RE: How do I use meditation to help me quit smoking?

Posts: 1684 Join Date: 5/5/19 Recent Posts
 It depends on what you like about smoking!
For me, it's mainly about fire!
I love fire, and putting things into fire, making fire, burning things, watching things burn and make smoke, and watch the dance of smoke in the air, and how it arises and fades and makes art while dancing. So, no vapes for me!

I've come to the conclusion, that it's all related to the five elements, or elements, if you include the chinesee system, and have elements for wood and metal. Fire element, relationship with smoking, water element, with drinking, etc. 
Martin, modified 2 Months ago at 2/11/24 12:08 AM
Created 2 Months ago at 2/11/24 12:08 AM

RE: How do I use meditation to help me quit smoking?

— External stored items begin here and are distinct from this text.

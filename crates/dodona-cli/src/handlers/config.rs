use crate::handlers::HandlerContext;
use crate::presentation::presenters::{self, command};
use crate::presentation::view_models::ConfigInitOutcome;
use anyhow::Result;
use dodona_runtime::Config;
use std::path::Path;

pub fn show(path: &Path, config: &Config, ctx: &HandlerContext) -> Result<()> {
    ctx.render(command::config_result(presenters::present_config(
        path, config,
    )))
}

pub fn path(path: &Path, ctx: &HandlerContext) -> Result<()> {
    ctx.render(command::config_path_result(presenters::present_config_path(
        path,
    )))
}

/// Write the default config. An existing file is kept unless `force`.
pub fn init(path: &Path, force: bool, ctx: &HandlerContext) -> Result<()> {
    let outcome = match (path.exists(), force) {
        (true, false) => ConfigInitOutcome::Kept,
        (true, true) => ConfigInitOutcome::Overwritten,
        (false, _) => ConfigInitOutcome::Created,
    };

    if outcome != ConfigInitOutcome::Kept {
        Config::default().save_to(path)?;
        tracing::info!(path = %path.display(), "config written");
    }

    ctx.render(command::config_init_result(
        presenters::present_config_init(path, outcome),
    ))
}
use crate::{Error, Result};
use dodona_types::Tab;
use serde::{Deserialize, Serialize};
use std::path::{Path, PathBuf};

/// Resolve the config file path based on priority:
/// 1. Explicit path (with tilde expansion)
/// 2. DODONA_CONFIG environment variable (with tilde expansion)
/// 3. Platform config directory
/// 4. ~/.dodona/config.toml
pub fn resolve_config_path(explicit_path: Option<&str>) -> Result<PathBuf> {
    if let Some(path) = explicit_path {
        return Ok(expand_tilde(path));
    }

    if let Ok(env_path) = std::env::var("DODONA_CONFIG") {
        return Ok(expand_tilde(&env_path));
    }

    if let Some(config_dir) = dirs::config_dir() {
        return Ok(config_dir.join("dodona").join("config.toml"));
    }

    if let Some(home) = std::env::var_os("HOME") {
        return Ok(PathBuf::from(home).join(".dodona").join("config.toml"));
    }

    Err(Error::Config(
        "Could not determine config path: no HOME directory or config directory found"
            .to_string(),
    ))
}

/// Expand tilde (~) in paths to the user's home directory
fn expand_tilde(path: &str) -> PathBuf {
    if let Some(stripped) = path.strip_prefix("~/")
        && let Some(home) = std::env::var_os("HOME")
    {
        return PathBuf::from(home).join(stripped);
    }
    PathBuf::from(path)
}

#[derive(Debug, Clone, PartialEq, Eq, Serialize, Deserialize)]
#[serde(default)]
pub struct Config {
    /// Tab shown when the dashboard opens
    pub default_tab: Tab,
    pub color: bool,
    /// Level filter used when neither RUST_LOG nor --log-level is given
    #[serde(skip_serializing_if = "Option::is_none")]
    pub log_level: Option<String>,
    /// Log sink for the interactive dashboard
    #[serde(skip_serializing_if = "Option::is_none")]
    pub log_file: Option<PathBuf>,
    pub validate_on_load: bool,
    pub mouse: bool,
}

impl Default for Config {
    fn default() -> Self {
        Self {
            default_tab: Tab::Map,
            color: true,
            log_level: None,
            log_file: None,
            validate_on_load: true,
            mouse: true,
        }
    }
}

impl Config {
    pub fn load_from(path: &Path) -> Result<Self> {
        if !path.exists() {
            return Ok(Self::default());
        }

        let content = std::fs::read_to_string(path)?;
        let mut config: Config = toml::from_str(&content)?;
        if let Some(log_file) = &config.log_file
            && let Some(raw) = log_file.to_str()
        {
            config.log_file = Some(expand_tilde(raw));
        }
        Ok(config)
    }

    pub fn save_to(&self, path: &Path) -> Result<()> {
        if let Some(parent) = path.parent() {
            std::fs::create_dir_all(parent)?;
        }

        std::fs::write(path, self.to_toml()?)?;
        Ok(())
    }

    pub fn to_toml(&self) -> Result<String> {
        Ok(toml::to_string_pretty(self)?)
    }
}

Posts: 803 Join Date: 4/25/20 Recent Posts
How about the other way around? Working with addiction, especially to something weird like smoking, can help with meditating.

I smoked for more than 20 years and was totally addicted. It wasn't at the top of the list of my addictions, but it was always there, even when I quit the other things. Of course, I tried to quit cigarettes many times but I could not stop myself from going to a store, giving a guy some money, lighting some leaves on fire, and breathing in the smoke. Is that not weird? Leaving out the part about it making you cough up gross-smelling phlegm, catch colds all the time, and die of cancer, it's still weird. It's weird that anyone, anywhere has ever done that, but it's weirder still that millions of people cannot stop doing it. 

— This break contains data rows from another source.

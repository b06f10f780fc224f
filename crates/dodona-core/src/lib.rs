//! Compiled-in reference tables of the Dodona Thessalian corpus.
//!
//! The data is immutable for the process lifetime. [`dataset()`] hands out a
//! shared reference; [`validate`] checks the cross-table invariants that the
//! tables are expected to satisfy.

mod dataset;
mod validate;

pub use dataset::dataset;
pub use validate::{validate, ValidationIssue, ValidationReport};
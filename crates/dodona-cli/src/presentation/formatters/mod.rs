pub mod bar;
pub mod number;
pub mod text;
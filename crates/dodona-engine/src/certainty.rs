use dodona_types::Region;
use serde::Serialize;

use crate::share::{shares, Share};

/// How securely the inscriptions are attributed to Thessalian.
#[derive(Debug, Clone, Copy, Default, PartialEq, Eq, Serialize)]
pub struct CertaintySplit {
    pub certain: u32,
    pub uncertain: u32,
    pub name_only: u32,
}

impl CertaintySplit {
    pub fn total(&self) -> u32 {
        self.certain + self.uncertain + self.name_only
    }

    pub fn shares(&self) -> Vec<Share> {
        shares([
            ("Certain", self.certain),
            ("Uncertain", self.uncertain),
            ("Name / alphabet only", self.name_only),
        ])
    }
}

pub fn certainty_split(regions: &[Region]) -> CertaintySplit {
    regions
        .iter()
        .fold(CertaintySplit::default(), |acc, r| CertaintySplit {
            certain: acc.certain + r.certain_count,
            uncertain: acc.uncertain + r.uncertain_count,
            name_only: acc.name_only + r.name_only_count,
        })
}

#[cfg(test)]
mod tests {
    use super::*;
    use dodona_core::dataset;

    #[test]
    fn test_split_sums_to_known_total() {
        let data = dataset();
        let split = certainty_split(&data.regions);
        assert_eq!(split.total(), data.totals.thessalian);
        assert_eq!(split.total(), 81);
    }

    #[test]
    fn test_split_values() {
        let split = certainty_split(&dataset().regions);
        insta::assert_json_snapshot!(split, @r###"
        {
          "certain": 54,
          "uncertain": 25,
          "name_only": 2
        }
        "###);
    }

    #[test]
    fn test_split_of_no_regions_is_zero() {
        let split = certainty_split(&[]);
        assert_eq!(split, CertaintySplit::default());
        assert!(split.shares().iter().all(|s| s.percent_share == 0.0));
    }
}
pub mod domain;
pub mod error;

pub use domain::*;
pub use error::{Error, Result};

Who is doing this stuff? Is it a rational agent, or any kind of self-interested agent, who spends money to breathe in toxic fumes? Smoking doesn't even feel that good. I have gathered quite a bit of data on what substances feel good when ingested. Tobacco? Come on. The best thing about tobacco is that it temporarily reduces the craving for tobacco. It's almost like there isn't anybody actually in charge of what we do but, in certain circumstances, a sense of craving will arise which, even though we can see that it makes us suffer, we cling to as if it were the very center of who we are. Weird. 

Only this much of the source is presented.